Verified by Psychology Today

Displacement is a defense mechanism in which a person redirects an emotional reaction from the rightful recipient onto another person or object.

For example, if a manager screams at an employee, the employee doesn't scream back—but he may yell at his spouse later that night. Displacement often involves deflected anger or aggression, but it can include other feelings and impulses as well.

The concept of defense mechanisms was originally developed by Sigmund Freud and his daughter Anna Freud; they function to unconsciously protect the ego from discomfort or distress. Although many Freudian theories have been disproven over time, defense mechanisms like displacement have endured.

Displacement in Therapy and Mental Health

Defense mechanisms crop up for everyone from time to time; displacement only interferes with mental health when it becomes habitual or interferes with daily life, such as a job or relationship.

Displacement may relieve distress or preserve self-esteem in the moment but damage well-being over time.

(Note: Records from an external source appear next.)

// ==============================================================================
// world.rs — RAPIER WORLD HARNESS (CHASSIS + WHEELS + FIXED-STEP LOOP)
// ------------------------------------------------------------------------------
// Owns the rapier scene (pipeline, body/collider sets, query pipeline), a
// static ground, and the vehicles built on top of the wheel core. Each fixed
// step:
//
// 1) refresh the query pipeline
// 2) per vehicle: snapshot the chassis kinematics, step every wheel against
//    that snapshot (forces are collected, then applied to the real body —
//    wheels only accumulate additive forces, so per-wheel order is free)
// 3) step the rapier pipeline
// 4) clear the accumulated wheel forces (they are per-tick inputs) and reset
//    any body that escaped to non-finite or absurd coordinates
//
// Wheel forces are sampled against the beginning-of-tick chassis velocity;
// the one-step staleness is an accepted approximation of the body interface.
// ==============================================================================

use nalgebra::UnitQuaternion;
use rapier3d::prelude::*;
use serde::Serialize;
use tracing::{debug, warn};

use crate::error::ConfigError;
use crate::probe::GroundProbe;
use crate::wheel::{RigidBodyInterface, WheelConfig, WheelController};

const GROUP_GROUND: Group = Group::from_bits_truncate(0b0001);
const GROUP_CHASSIS: Group = Group::from_bits_truncate(0b0010);

/// Chassis rigid-body parameters.
#[derive(Debug, Clone, Copy)]
pub struct ChassisConfig {
    pub mass: Real,               // kg
    pub half_extents: [Real; 3],  // m
    pub com_offset: [Real; 3],    // m, local offset from collider center
    pub linear_damping: Real,
    pub angular_damping: Real,
}

impl Default for ChassisConfig {
    fn default() -> Self {
        Self {
            mass: 1350.0,
            half_extents: [1.0, 0.35, 2.1],
            com_offset: [0.0, -0.15, 0.0],
            linear_damping: 0.08,
            angular_damping: 0.6,
        }
    }
}

/// A wheel attachment: chassis-local mount point plus wheel parameters.
#[derive(Debug, Clone, Copy)]
pub struct WheelMount {
    pub offset: Point<Real>,
    pub config: WheelConfig,
}

/// Four-wheel layout with steered front and driven rear axle.
pub fn default_wheel_mounts() -> Vec<WheelMount> {
    let mut mounts = Vec::with_capacity(4);
    for (x, z, steering, driving) in [
        (-0.8, 1.5, true, false),
        (0.8, 1.5, true, false),
        (-0.8, -1.5, false, true),
        (0.8, -1.5, false, true),
    ] {
        let config = WheelConfig {
            is_steering: steering,
            is_driving: driving,
            is_left: x < 0.0,
            ..WheelConfig::default()
        };
        mounts.push(WheelMount {
            offset: point![x, -0.3, z],
            config,
        });
    }
    mounts
}

struct VehicleWheel {
    offset: Point<Real>,
    controller: WheelController,
}

/// A chassis body plus its wheels and the current per-tick inputs.
pub struct Vehicle {
    pub body: RigidBodyHandle,
    pub chassis: ChassisConfig,
    wheels: Vec<VehicleWheel>,
    /// Torque routed to each wheel flagged `is_driving`, N*m.
    pub drive_torque: Real,
    /// Yaw applied to each wheel flagged `is_steering`, radians.
    pub steer_angle: Real,
}

impl Vehicle {
    /// Read access to the wheel controllers, in mount order.
    pub fn wheel_controllers(&self) -> impl Iterator<Item = &WheelController> {
        self.wheels.iter().map(|w| &w.controller)
    }
}

/// Beginning-of-tick chassis snapshot. Collects wheel forces so the rapier
/// body set stays free for ray queries while the wheels step.
struct ChassisProxy {
    linvel: Vector<Real>,
    angvel: Vector<Real>,
    com: Point<Real>,
    pending: Vec<(Vector<Real>, Point<Real>)>,
}

impl ChassisProxy {
    fn capture(body: &RigidBody) -> Self {
        Self {
            linvel: *body.linvel(),
            angvel: *body.angvel(),
            // Already world-space on the rapier body.
            com: *body.center_of_mass(),
            pending: Vec::new(),
        }
    }
}

impl RigidBodyInterface for ChassisProxy {
    fn apply_force_at_position(&mut self, force: Vector<Real>, position: Point<Real>) {
        self.pending.push((force, position));
    }

    fn point_velocity(&self, position: Point<Real>) -> Vector<Real> {
        // v(p) = v_com + w x (p - com)
        self.linvel + self.angvel.cross(&(position - self.com))
    }
}

// ----------------------------------------------------------------------------
// Debug overlay (pure output, rebuilt every step)
// ----------------------------------------------------------------------------

#[derive(Clone, Serialize)]
pub struct DebugRay {
    pub origin: [Real; 3],
    pub direction: [Real; 3],
    pub length: Real,
    pub hit: Option<[Real; 3]>,
}

#[derive(Clone, Serialize)]
pub struct DebugWheel {
    pub center: [Real; 3],
    pub radius: Real,
    pub grounded: bool,
    pub spring_length: Real,
    pub normal_force: Real,
    pub angular_velocity: Real,
    /// Normalized slip, `[lateral, longitudinal]`.
    pub slip: [Real; 2],
}

#[derive(Clone, Serialize)]
pub struct DebugChassis {
    pub position: [Real; 3],
    pub rotation: [Real; 4], // quaternion (i, j, k, w)
    pub half_extents: [Real; 3],
}

/// One entry per vehicle in `chassis`, one per wheel in the other lists, in
/// spawn order.
#[derive(Clone, Default, Serialize)]
pub struct DebugOverlay {
    pub chassis: Vec<DebugChassis>,
    pub suspension_rays: Vec<DebugRay>,
    pub wheels: Vec<DebugWheel>,
}

impl DebugOverlay {
    pub fn clear(&mut self) {
        self.chassis.clear();
        self.suspension_rays.clear();
        self.wheels.clear();
    }
}

// ----------------------------------------------------------------------------
// World
// ----------------------------------------------------------------------------

pub struct PhysicsWorld {
    pub gravity: Vector<Real>,
    pipeline: PhysicsPipeline,
    island_manager: IslandManager,
    broad_phase: DefaultBroadPhase,
    narrow_phase: NarrowPhase,
    pub bodies: RigidBodySet,
    pub colliders: ColliderSet,
    joints: ImpulseJointSet,
    multibody_joints: MultibodyJointSet,
    ccd: CCDSolver,
    query_pipeline: QueryPipeline,
    pub vehicles: Vec<Vehicle>,
    pub debug_overlay: DebugOverlay,
}

impl Default for PhysicsWorld {
    fn default() -> Self {
        Self::new()
    }
}

impl PhysicsWorld {
    /// Empty world with a large static ground slab whose top surface is y = 0.
    pub fn new() -> Self {
        let mut bodies = RigidBodySet::new();
        let mut colliders = ColliderSet::new();

        let ground = RigidBodyBuilder::fixed()
            .translation(vector![0.0, -1.0, 0.0])
            .build();
        let ground_handle = bodies.insert(ground);

        let ground_collider = ColliderBuilder::cuboid(500.0, 1.0, 500.0)
            .collision_groups(InteractionGroups::new(GROUP_GROUND, GROUP_CHASSIS))
            .friction(1.0)
            .restitution(0.0)
            .build();
        colliders.insert_with_parent(ground_collider, ground_handle, &mut bodies);

        Self {
            gravity: vector![0.0, -9.81, 0.0],
            pipeline: PhysicsPipeline::new(),
            island_manager: IslandManager::new(),
            broad_phase: DefaultBroadPhase::new(),
            narrow_phase: NarrowPhase::new(),
            bodies,
            colliders,
            joints: ImpulseJointSet::new(),
            multibody_joints: MultibodyJointSet::new(),
            ccd: CCDSolver::new(),
            query_pipeline: QueryPipeline::new(),
            vehicles: Vec::new(),
            debug_overlay: DebugOverlay::default(),
        }
    }

    /// Spawns a chassis box with one wheel controller per mount. Every wheel
    /// configuration is validated and copied; no two wheels share state.
    pub fn spawn_vehicle(
        &mut self,
        position: [Real; 3],
        chassis: ChassisConfig,
        mounts: &[WheelMount],
    ) -> Result<RigidBodyHandle, ConfigError> {
        let [hx, hy, hz] = chassis.half_extents;
        let [cx, cy, cz] = chassis.com_offset;
        let volume = 8.0 * hx * hy * hz;
        let density = chassis.mass / volume;

        let body = RigidBodyBuilder::dynamic()
            .translation(vector![position[0], position[1], position[2]])
            .linear_damping(chassis.linear_damping)
            .angular_damping(chassis.angular_damping)
            .ccd_enabled(true)
            .build();

        let collider = ColliderBuilder::cuboid(hx, hy, hz)
            .translation(vector![cx, cy, cz])
            .collision_groups(InteractionGroups::new(GROUP_CHASSIS, GROUP_GROUND))
            .density(density)
            .friction(0.0) // all ground interaction goes through the wheels
            .restitution(0.0)
            .build();

        let handle = self.bodies.insert(body);
        self.colliders
            .insert_with_parent(collider, handle, &mut self.bodies);

        let mut wheels = Vec::with_capacity(mounts.len());
        for mount in mounts {
            wheels.push(VehicleWheel {
                offset: mount.offset,
                controller: WheelController::new(mount.config)?,
            });
        }

        debug!(?handle, wheels = wheels.len(), "spawned vehicle");

        self.vehicles.push(Vehicle {
            body: handle,
            chassis,
            wheels,
            drive_torque: 0.0,
            steer_angle: 0.0,
        });

        Ok(handle)
    }

    pub fn vehicle(&self, body: RigidBodyHandle) -> Option<&Vehicle> {
        self.vehicles.iter().find(|v| v.body == body)
    }

    pub fn vehicle_mut(&mut self, body: RigidBodyHandle) -> Option<&mut Vehicle> {
        self.vehicles.iter_mut().find(|v| v.body == body)
    }

    /// Advances the world by one fixed timestep.
    pub fn step(&mut self, dt: Real) {
        self.query_pipeline.update(&self.colliders);
        self.debug_overlay.clear();

        for vehicle in &mut self.vehicles {
            let Some(body) = self.bodies.get(vehicle.body) else {
                continue;
            };
            let pose = *body.position();
            let mut proxy = ChassisProxy::capture(body);

            self.debug_overlay.chassis.push(DebugChassis {
                position: pose.translation.vector.into(),
                rotation: [
                    pose.rotation.i,
                    pose.rotation.j,
                    pose.rotation.k,
                    pose.rotation.w,
                ],
                half_extents: vehicle.chassis.half_extents,
            });

            {
                let probe = GroundProbe {
                    query: &self.query_pipeline,
                    bodies: &self.bodies,
                    colliders: &self.colliders,
                    filter: QueryFilter::default().exclude_rigid_body(vehicle.body),
                };

                for wheel in &mut vehicle.wheels {
                    let config = *wheel.controller.config();
                    let steer = if config.is_steering {
                        vehicle.steer_angle
                    } else {
                        0.0
                    };
                    let local = Isometry::from_parts(
                        wheel.offset.coords.into(),
                        UnitQuaternion::from_axis_angle(&Vector::y_axis(), steer),
                    );
                    let mount = pose * local;
                    let torque = if config.is_driving {
                        vehicle.drive_torque
                    } else {
                        0.0
                    };

                    wheel.controller.step(&mut proxy, &probe, &mount, torque, dt);

                    let state = wheel.controller.state();
                    let mount_position = Point::from(mount.translation.vector);
                    let up = mount.rotation * Vector::y();
                    self.debug_overlay.suspension_rays.push(DebugRay {
                        origin: mount_position.into(),
                        direction: (-up).into(),
                        length: config.probe_distance(),
                        hit: state.last_contact.map(|c| c.point.into()),
                    });
                    self.debug_overlay.wheels.push(DebugWheel {
                        center: (mount_position - up * state.spring_length).into(),
                        radius: config.wheel_radius,
                        grounded: state.grounded(),
                        spring_length: state.spring_length,
                        normal_force: state.force.y,
                        angular_velocity: state.angular_velocity,
                        slip: [state.slip.x, state.slip.z],
                    });
                }
            }

            if let Some(body) = self.bodies.get_mut(vehicle.body) {
                for (force, position) in proxy.pending.drain(..) {
                    body.add_force_at_point(force, position, true);
                }
            }
        }

        let hooks = ();
        let mut events = ();
        self.pipeline.step(
            &self.gravity,
            &IntegrationParameters {
                dt,
                ..IntegrationParameters::default()
            },
            &mut self.island_manager,
            &mut self.broad_phase,
            &mut self.narrow_phase,
            &mut self.bodies,
            &mut self.colliders,
            &mut self.joints,
            &mut self.multibody_joints,
            &mut self.ccd,
            Some(&mut self.query_pipeline),
            &hooks,
            &mut events,
        );

        // Wheel forces are per-tick inputs, not persistent force fields.
        for vehicle in &self.vehicles {
            if let Some(body) = self.bodies.get_mut(vehicle.body) {
                body.reset_forces(true);
            }
        }

        // Safety net: a diverging body is reset instead of propagating NaNs.
        for (_, body) in self.bodies.iter_mut() {
            let position = *body.translation();
            let bad = !position.x.is_finite()
                || !position.y.is_finite()
                || !position.z.is_finite()
                || position.x.abs() > 1_000.0
                || position.y.abs() > 1_000.0
                || position.z.abs() > 1_000.0;

            if bad {
                warn!(?position, "resetting runaway body");
                body.set_translation(vector![0.0, 1.0, 0.0], true);
                body.set_linvel(vector![0.0, 0.0, 0.0], true);
                body.set_angvel(vector![0.0, 0.0, 0.0], true);
            }
        }
    }
}
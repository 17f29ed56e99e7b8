//! raywheel — per-wheel raycast vehicle dynamics on top of rapier3d.
//!
//! Each wheel is a self-contained fixed-timestep model: a downward ray finds
//! the ground, a spring-damper along the wheel's up axis produces the normal
//! force, wheel spin is integrated from drive torque and tire reaction, and a
//! slip-ratio / lagged-slip-angle tire model turns the contact load into
//! longitudinal and lateral forces applied back onto the chassis.
//!
//! The model itself lives in [`wheel`] and is engine-agnostic: it talks to
//! the outside world only through [`wheel::RigidBodyInterface`] and
//! [`wheel::GroundQuery`]. [`probe`] implements both for rapier, and
//! [`world`] is a ready-made rapier harness (scene + vehicles + step loop).

pub mod error;
pub mod probe;
pub mod wheel;
pub mod world;

pub use error::ConfigError;
pub use probe::GroundProbe;
pub use wheel::{
    ContactHit, GroundQuery, RigidBodyInterface, WheelConfig, WheelController, WheelState,
    WheelVisual,
};
pub use world::{ChassisConfig, PhysicsWorld, WheelMount, default_wheel_mounts};
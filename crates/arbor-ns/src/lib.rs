//! Copy-on-write filesystem namespace for arborfs.
//!
//! A [`Namespace`] exposes files and directories (create, read, write,
//! truncate, delete, list) on top of an immutable object graph: file bytes
//! are [`Blob`]s, directories are [`Tree`]s, and a single [`RootRef`] names
//! the current top-level tree.
//!
//! A mutation never edits an object. It resolves the parent directory,
//! builds the new leaf object, rewrites each ancestor tree bottom-up with the
//! one changed entry, stores all of them, and finally compare-and-swaps the
//! root reference from the root it started from to the new one. If another
//! writer got there first the whole edit is replayed against the newer root.
//! Reads go through a [`Snapshot`] pinned to one root id, so they never see
//! a half-applied change.
//!
//! [`RootRef`]: arbor_refs::RootRef

pub mod config;
pub mod error;
pub mod namespace;
pub mod path;
pub mod preview;
pub mod repository;
pub mod resolve;
pub mod snapshot;
mod update;

pub use config::RepoConfig;
pub use error::{NamespaceError, NamespaceResult};
pub use namespace::Namespace;
pub use path::NsPath;
pub use resolve::{Level, Node, ResolvedPath};
pub use snapshot::{Metadata, Snapshot};

// Re-export key types
pub use arbor_store::{Blob, EntryKind, Tree, TreeEntry};
pub use arbor_types::ObjectId;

The reaction can exacerbate personal problems or relationship conflict while failing to address the underlying problem.

It can be difficult to recognize displacement, so a therapist can be a helpful guide. The therapist may observe patterns in which a patient seems to overreact or redirect frustration onto a seemingly unrelated person. The pair can then explore the root cause so the patient can move forward.

Displacement in Everyday Life

Displacement can be a difficult dynamic to encounter, or even recognize, yet it can occur in many domains, from relationships to politics. It’s also important to acknowledge that not everyone who expresses frustration or anger is displacing—sometimes a person can be genuinely upset without the other person realizing why.